Australia’s Prime Minister Scott Morrison issued a statement recently to commemorate the 80th anniversary of the Battle of Crete in Greece during World War II.
The Australian PM addressed his message to the Cretan Association of Sydney and New South Wales, a very active organization of Greek Australians with Cretan roots.
”Australians remember that battle and those times. We too draw strength from the courage, determination, and example of those who have done so much for the cause of freedom,” Premier Morrison noted.
“Today, we reflect on the spirit of sacrifice and shared humanity enacted on Crete in 1941. We rejoice in our enduring friendship, nurtured by ties of blood and fostered by mutual respect. As we stood together in war, so we stand together in peace — our eyes fixed firmly on a future shaped by the valour of the past,” the Prime Minister noted.
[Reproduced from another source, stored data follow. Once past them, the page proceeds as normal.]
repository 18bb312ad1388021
pub mod inbound;
pub mod outbound;
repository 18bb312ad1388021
use thiserror::Error;

/// Errors that can occur during time tracking operations.
#[derive(Debug, Clone, PartialEq, Error)]
pub enum TimeTrackingError {
    /// Transport failure or a non-2xx response from the provider.
    #[error("network error: {0}")]
    Network(String),
    #[error("authentication failed: {0}")]
    Unauthorized(String),
    #[error("not found: {0}")]
    NotFound(String),
    #[error("invalid input: {0}")]
    Validation(String),
    #[error("{0}")]
    Unknown(String),
}

impl TimeTrackingError {
    pub fn unknown(msg: impl Into<String>) -> Self {
        Self::Unknown(msg.into())
    }

    pub fn validation(msg: impl Into<String>) -> Self {
        Self::Validation(msg.into())
    }

    /// Errors an unattended reconcile pass swallows, keeping the local view.
    pub fn is_transient(&self) -> bool {
        matches!(self, Self::Network(_) | Self::Unauthorized(_))
    }
}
Morrison also referred to the deeply rooted friendship between Australia and Greece, and how this friendship grew even stronger after the Battle of Crete, when Greeks and Australians fought shoulder to shoulder the invading nazis.
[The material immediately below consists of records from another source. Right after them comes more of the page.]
//! Backtest report files.
//!
//! A report is JSON `{ "stats": {...}, "trades": [...] }` with an optional
//! `meta` block describing the run. Reports from separate runs over adjacent
//! date ranges can be merged into one.

use anyhow::{Context, Result};
use btc_predictor_core::{SimulatedTrade, Venue};
use chrono::{DateTime, Utc};
use rust_decimal::prelude::ToPrimitive;
use serde::{Deserialize, Serialize};
use std::fs::File;
use std::io::{BufReader, BufWriter};
use std::path::{Path, PathBuf};

use crate::stats::{calculate_backtest_stats, BacktestStats};

/// Parameters of the run that produced a report.
#[derive(Debug, Clone, PartialEq, Serialize, Deserialize)]
pub struct ReportMeta {
    pub strategy: String,
    pub timeframe_minutes: u32,
    pub train_days: u32,
    pub test_days: u32,
    pub step_days: u32,
    pub platform: Venue,
    pub payout_ratio: f64,
    pub generated_at: DateTime<Utc>,
}

#[derive(Debug, Clone, PartialEq, Serialize, Deserialize)]
pub struct BacktestReport {
    #[serde(default, skip_serializing_if = "Option::is_none")]
    pub meta: Option<ReportMeta>,
    pub stats: BacktestStats,
    pub trades: Vec<SimulatedTrade>,
}

impl BacktestReport {
    /// Computes stats for `trades` and wraps both.
    #[must_use]
    pub fn new(trades: Vec<SimulatedTrade>, test_days: u32, meta: Option<ReportMeta>) -> Self {
        let stats = calculate_backtest_stats(&trades, test_days);
        Self {
            meta,
            stats,
            trades,
        }
    }
}

/// `backtest_<strategy>_<tf>m_<YYYYmmdd_HHMMSS>.json`
#[must_use]
pub fn report_filename(strategy: &str, timeframe_minutes: u32, at: DateTime<Utc>) -> String {
    format!(
        "backtest_{strategy}_{timeframe_minutes}m_{}.json",
        at.format("%Y%m%d_%H%M%S")
    )
}

/// `backtest_<strategy>_<tf>m_merged_<YYYYmmdd_HHMMSS>.json`; skipped by
/// [`find_reports`].
#[must_use]
pub fn merged_report_filename(strategy: &str, timeframe_minutes: u32, at: DateTime<Utc>) -> String {
    format!(
        "backtest_{strategy}_{timeframe_minutes}m_merged_{}.json",
        at.format("%Y%m%d_%H%M%S")
    )
}

/// Writes `report` as pretty JSON to `path`, creating parent directories.
///
/// # Errors
/// Returns an error if the directory or file cannot be created or written.
pub fn write_report(path: &Path, report: &BacktestReport) -> Result<()> {
    if let Some(parent) = path.parent() {
        std::fs::create_dir_all(parent)
            .with_context(|| format!("failed to create {}", parent.display()))?;
    }
    let file = File::create(path).with_context(|| format!("failed to create {}", path.display()))?;
    serde_json::to_writer_pretty(BufWriter::new(file), report)
        .with_context(|| format!("failed to write report {}", path.display()))?;
    tracing::info!(path = %path.display(), trades = report.trades.len(), "report written");
    Ok(())
}

/// # Errors
/// Returns an error if the file cannot be opened or is not a valid report.
pub fn read_report(path: &Path) -> Result<BacktestReport> {
    let file = File::open(path).with_context(|| format!("failed to open {}", path.display()))?;
    serde_json::from_reader(BufReader::new(file))
        .with_context(|| format!("failed to parse report {}", path.display()))
}

/// Report files in `dir` for `strategy` at `timeframe_minutes`, sorted by
/// name. Previously merged reports are skipped.
///
/// # Errors
/// Returns an error if `dir` cannot be read.
pub fn find_reports(dir: &Path, strategy: &str, timeframe_minutes: u32) -> Result<Vec<PathBuf>> {
    let prefix = format!("backtest_{strategy}_{timeframe_minutes}m_");
    let mut paths = Vec::new();
    for entry in std::fs::read_dir(dir).with_context(|| format!("failed to read {}", dir.display()))? {
        let path = entry?.path();
        let Some(name) = path.file_name().and_then(|n| n.to_str()) else {
            continue;
        };
        if name.starts_with(&prefix)
            && name.ends_with(".json")
            && !name[prefix.len()..].starts_with("merged")
        {
            paths.push(path);
        }
    }
    paths.sort();
    Ok(paths)
}

/// Concatenates trades, sorts by `open_time`, keeps the first trade at each
/// `open_time` and recomputes stats.
#[must_use]
pub fn merge_reports(reports: Vec<BacktestReport>, test_days: u32) -> BacktestReport {
    let meta = reports.iter().find_map(|r| r.meta.clone());
    let mut trades: Vec<SimulatedTrade> = reports.into_iter().flat_map(|r| r.trades).collect();
    let before = trades.len();
    trades.sort_by_key(SimulatedTrade::open_time);
    trades.dedup_by_key(|t| t.open_time());
    tracing::info!(
        trades = trades.len(),
        duplicates = before - trades.len(),
        "merged reports"
    );
    BacktestReport::new(trades, test_days, meta)
}

/// Fixed-format summary table.
#[must_use]
pub fn format_summary(report: &BacktestReport) -> String {
    let stats = &report.stats;
    let mut output = String::new();

    output.push('\n');
    output.push_str("===============================================================\n");
    output.push_str("                   WALK-FORWARD BACKTEST RESULTS               \n");
    output.push_str("===============================================================\n");

    if let Some(meta) = &report.meta {
        output.push_str(&format!(
            "Strategy: {}  Timeframe: {}m  Platform: {}\n",
            meta.strategy, meta.timeframe_minutes, meta.platform
        ));
        output.push_str(&format!(
            "Windows: train {}d / test {}d / step {}d  Payout: {:.2}\n",
            meta.train_days, meta.test_days, meta.step_days, meta.payout_ratio
        ));
    }
    if let (Some(first), Some(last)) = (report.trades.first(), report.trades.last()) {
        output.push_str(&format!(
            "Period: {} to {}\n",
            first.open_time().format("%Y-%m-%d %H:%M"),
            last.open_time().format("%Y-%m-%d %H:%M")
        ));
    }
    output.push('\n');

    if stats.is_empty() {
        output.push_str("No trades.\n");
        output.push_str("===============================================================\n");
        return output;
    }

    output.push_str("ACCURACY\n");
    output.push_str("---------------------------------------------------------------\n");
    output.push_str(&format!("Total trades:       {:>10}\n", stats.total_trades));
    output.push_str(&format!("Total DA:           {:>9.2}%\n", stats.total_da * 100.0));
    output.push_str(&format!(
        "Higher DA:          {:>9.2}%  ({} trades)\n",
        stats.higher_da * 100.0,
        stats.higher_trades
    ));
    output.push_str(&format!(
        "Lower DA:           {:>9.2}%  ({} trades)\n",
        stats.lower_da * 100.0,
        stats.lower_trades
    ));
    output.push_str(&format!("Inverted DA:        {:>9.2}%\n", stats.inverted_da * 100.0));
    output.push('\n');

    output.push_str("PNL & RISK\n");
    output.push_str("---------------------------------------------------------------\n");
    output.push_str(&format!(
        "Total PnL:          {:>10.2}\n",
        stats.total_pnl.to_f64().unwrap_or(0.0)
    ));
    output.push_str(&format!(
        "Max drawdown:       {:>10.2}\n",
        stats.mdd.to_f64().unwrap_or(0.0)
    ));
    output.push_str(&format!("Sharpe (per trade): {:>9.3}\n", stats.sharpe));
    output.push_str(&format!(
        "Max consec. losses: {:>10}\n",
        stats.max_consecutive_losses
    ));
    output.push('\n');

    if !stats.calibration.is_empty() {
        output.push_str("CALIBRATION\n");
        output.push_str("---------------------------------------------------------------\n");
        for bucket in &stats.calibration {
            output.push_str(&format!(
                "{:<12} win rate {:>6.2}%  n={}\n",
                bucket.label,
                bucket.win_rate * 100.0,
                bucket.count
            ));
        }
        output.push('\n');
    }

    output.push_str("FOLDS\n");
    output.push_str("---------------------------------------------------------------\n");
    output.push_str(&format!("Folds with trades:  {:>10}\n", stats.per_fold.len()));
    output.push_str(&format!("Fold DA sigma:      {:>9.2}%\n", stats.fold_sigma * 100.0));
    output.push_str(&format!("Worst fold DA:      {:>9.2}%\n", stats.worst_fold_da * 100.0));
    output.push_str(&format!(
        "Trimmed mean DA:    {:>9.2}%\n",
        stats.trimmed_mean_da * 100.0
    ));
    output.push_str("===============================================================\n");

    output
}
Why did Australia fight along with Greece on Crete?
The Battle of Crete was fought during the Second World War on the Greek island of Crete.
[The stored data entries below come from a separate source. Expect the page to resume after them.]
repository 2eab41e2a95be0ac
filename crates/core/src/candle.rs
//! OHLCV candles and the ordered series the labeler, strategies and the
//! backtest engine operate on.
//!
//! Lookups are timestamp based, never row-offset based: exchange history has
//! gaps, and a gap must surface as a missing value rather than a shifted one.

use anyhow::{bail, Result};
use chrono::{DateTime, Duration, Utc};
use serde::{Deserialize, Serialize};

/// A single OHLCV candle. `timestamp` is the candle open time in UTC.
#[derive(Debug, Clone, Copy, PartialEq, Serialize, Deserialize)]
pub struct Candle {
    pub timestamp: DateTime<Utc>,
    pub open: f64,
    pub high: f64,
    pub low: f64,
    pub close: f64,
    pub volume: f64,
}

impl Candle {
    #[must_use]
    pub fn new(
        timestamp: DateTime<Utc>,
        open: f64,
        high: f64,
        low: f64,
        close: f64,
        volume: f64,
    ) -> Self {
        Self {
            timestamp,
            open,
            high,
            low,
            close,
            volume,
        }
    }

    /// Returns the named price column.
    #[must_use]
    pub fn price(&self, column: PriceColumn) -> f64 {
        match column {
            PriceColumn::Open => self.open,
            PriceColumn::High => self.high,
            PriceColumn::Low => self.low,
            PriceColumn::Close => self.close,
        }
    }
}

/// Which candle price a label or settlement compares.
#[derive(Debug, Clone, Copy, PartialEq, Eq, Default, Serialize, Deserialize)]
#[serde(rename_all = "lowercase")]
pub enum PriceColumn {
    Open,
    High,
    Low,
    #[default]
    Close,
}

/// Finds the index of the candle stamped exactly `ts` in a sorted slice.
#[must_use]
pub fn position_of(candles: &[Candle], ts: DateTime<Utc>) -> Option<usize> {
    candles.binary_search_by_key(&ts, |c| c.timestamp).ok()
}

/// Ordered OHLCV history with strictly increasing timestamps.
///
/// Gaps are allowed. Construction validates ordering so every consumer can
/// binary-search by timestamp.
#[derive(Debug, Clone, Default, PartialEq, Serialize, Deserialize)]
#[serde(transparent)]
pub struct OhlcvSeries {
    candles: Vec<Candle>,
}

impl OhlcvSeries {
    /// Builds a series from candles already in strictly increasing order.
    ///
    /// # Errors
    /// Returns an error if two consecutive candles are not strictly increasing
    /// in time.
    pub fn new(candles: Vec<Candle>) -> Result<Self> {
        for pair in candles.windows(2) {
            if pair[1].timestamp <= pair[0].timestamp {
                bail!(
                    "OHLCV timestamps must be strictly increasing: {} followed by {}",
                    pair[0].timestamp,
                    pair[1].timestamp
                );
            }
        }
        Ok(Self { candles })
    }

    /// Sorts candles by timestamp and drops duplicate timestamps (first wins).
    #[must_use]
    pub fn from_unsorted(mut candles: Vec<Candle>) -> Self {
        candles.sort_by_key(|c| c.timestamp);
        candles.dedup_by_key(|c| c.timestamp);
        Self { candles }
    }

    #[must_use]
    pub fn candles(&self) -> &[Candle] {
        &self.candles
    }

    #[must_use]
    pub fn into_candles(self) -> Vec<Candle> {
        self.candles
    }

    #[must_use]
    pub fn len(&self) -> usize {
        self.candles.len()
    }

    #[must_use]
    pub fn is_empty(&self) -> bool {
        self.candles.is_empty()
    }

    #[must_use]
    pub fn first_timestamp(&self) -> Option<DateTime<Utc>> {
        self.candles.first().map(|c| c.timestamp)
    }

    #[must_use]
    pub fn last_timestamp(&self) -> Option<DateTime<Utc>> {
        self.candles.last().map(|c| c.timestamp)
    }

    /// Index of the candle stamped exactly `ts`.
    #[must_use]
    pub fn position(&self, ts: DateTime<Utc>) -> Option<usize> {
        position_of(&self.candles, ts)
    }

    /// Candle stamped exactly `ts`, if present.
    #[must_use]
    pub fn get(&self, ts: DateTime<Utc>) -> Option<&Candle> {
        self.position(ts).map(|i| &self.candles[i])
    }

    /// Closing price at exactly `ts`. Never nearest, never interpolated.
    #[must_use]
    pub fn close_at(&self, ts: DateTime<Utc>) -> Option<f64> {
        self.get(ts).map(|c| c.close)
    }

    /// Candles with `start <= t < end`.
    #[must_use]
    pub fn range(&self, start: DateTime<Utc>, end: DateTime<Utc>) -> &[Candle] {
        let lo = self.candles.partition_point(|c| c.timestamp < start);
        let hi = self.candles.partition_point(|c| c.timestamp < end);
        if lo >= hi {
            return &[];
        }
        &self.candles[lo..hi]
    }

    /// Candles with `start <= t <= end`.
    #[must_use]
    pub fn range_inclusive(&self, start: DateTime<Utc>, end: DateTime<Utc>) -> &[Candle] {
        let lo = self.candles.partition_point(|c| c.timestamp < start);
        let hi = self.candles.partition_point(|c| c.timestamp <= end);
        if lo >= hi {
            return &[];
        }
        &self.candles[lo..hi]
    }

    /// History up to and including `ts`.
    #[must_use]
    pub fn up_to(&self, ts: DateTime<Utc>) -> &[Candle] {
        let hi = self.candles.partition_point(|c| c.timestamp <= ts);
        &self.candles[..hi]
    }

    /// Appends candles that are strictly newer than the current tail.
    ///
    /// # Errors
    /// Returns an error if the extension would break strict ordering.
    pub fn extend(&mut self, more: impl IntoIterator<Item = Candle>) -> Result<()> {
        for candle in more {
            if let Some(last) = self.candles.last() {
                if candle.timestamp <= last.timestamp {
                    bail!(
                        "cannot append candle at {} after {}",
                        candle.timestamp,
                        last.timestamp
                    );
                }
            }
            self.candles.push(candle);
        }
        Ok(())
    }

    /// Duration between first and last candle.
    #[must_use]
    pub fn span(&self) -> Duration {
        match (self.first_timestamp(), self.last_timestamp()) {
            (Some(first), Some(last)) => last - first,
            _ => Duration::zero(),
        }
    }
}

#[cfg(test)]
mod tests {
    use super::*;
    use chrono::TimeZone;

    fn ts(minute: i64) -> DateTime<Utc> {
        Utc.with_ymd_and_hms(2025, 1, 1, 0, 0, 0).unwrap() + Duration::minutes(minute)
    }

    fn candle(minute: i64, close: f64) -> Candle {
        Candle::new(ts(minute), close, close, close, close, 1.0)
    }

    // ============================================
    // Construction
    // ============================================

    #[test]
    fn test_new_rejects_non_increasing_timestamps() {
        let result = OhlcvSeries::new(vec![candle(1, 1.0), candle(1, 2.0)]);
        assert!(result.is_err());

        let result = OhlcvSeries::new(vec![candle(2, 1.0), candle(1, 2.0)]);
        assert!(result.is_err());
    }

    #[test]
    fn test_new_accepts_gaps() {
        let series = OhlcvSeries::new(vec![candle(0, 1.0), candle(5, 2.0)]).unwrap();
        assert_eq!(series.len(), 2);
        assert_eq!(series.span(), Duration::minutes(5));
    }

    #[test]
    fn test_from_unsorted_sorts_and_dedups() {
        let series = OhlcvSeries::from_unsorted(vec![candle(3, 3.0), candle(1, 1.0), candle(3, 9.0)]);
        assert_eq!(series.len(), 2);
        assert_eq!(series.first_timestamp(), Some(ts(1)));
        assert_eq!(series.last_timestamp(), Some(ts(3)));
    }

    // ============================================
    // Lookup
    // ============================================

    #[test]
    fn test_close_at_requires_exact_timestamp() {
        let series = OhlcvSeries::new(vec![candle(0, 10.0), candle(2, 12.0)]).unwrap();
        assert_eq!(series.close_at(ts(0)), Some(10.0));
        assert_eq!(series.close_at(ts(1)), None);
        assert_eq!(series.close_at(ts(2)), Some(12.0));
    }

    #[test]
    fn test_range_bounds() {
        let series = OhlcvSeries::new((0..10).map(|m| candle(m, m as f64)).collect()).unwrap();
        assert_eq!(series.range(ts(2), ts(5)).len(), 3);
        assert_eq!(series.range_inclusive(ts(2), ts(5)).len(), 4);
        assert_eq!(series.up_to(ts(4)).len(), 5);
        assert!(series.range(ts(5), ts(5)).is_empty());
        assert!(series.range(ts(20), ts(30)).is_empty());
    }

    // ============================================
    // Extend
    // ============================================

    #[test]
    fn test_extend_rejects_older_candles() {
        let mut series = OhlcvSeries::new(vec![candle(0, 1.0), candle(1, 1.0)]).unwrap();
        assert!(series.extend([candle(2, 1.0)]).is_ok());
        assert!(series.extend([candle(2, 1.0)]).is_err());
    }
}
It began on the morning of May 20, 1941, when Nazi Germany began an airborne invasion of Crete. Greek, British, Australian, and New Zealand’s troops, along with Cretan civilians, defended the island.
The then British Empire had brought thousands of men from its territories in Oceania to help fight against the Axis powers.
After one day of fighting, the Germans had suffered heavy casualties and the Allied troops were confident that they would defeat the invasion.
Crete eventually fell, but the struggle of its people taught the entire world a valuable lesson: That fighting for freedom is never a lost fight.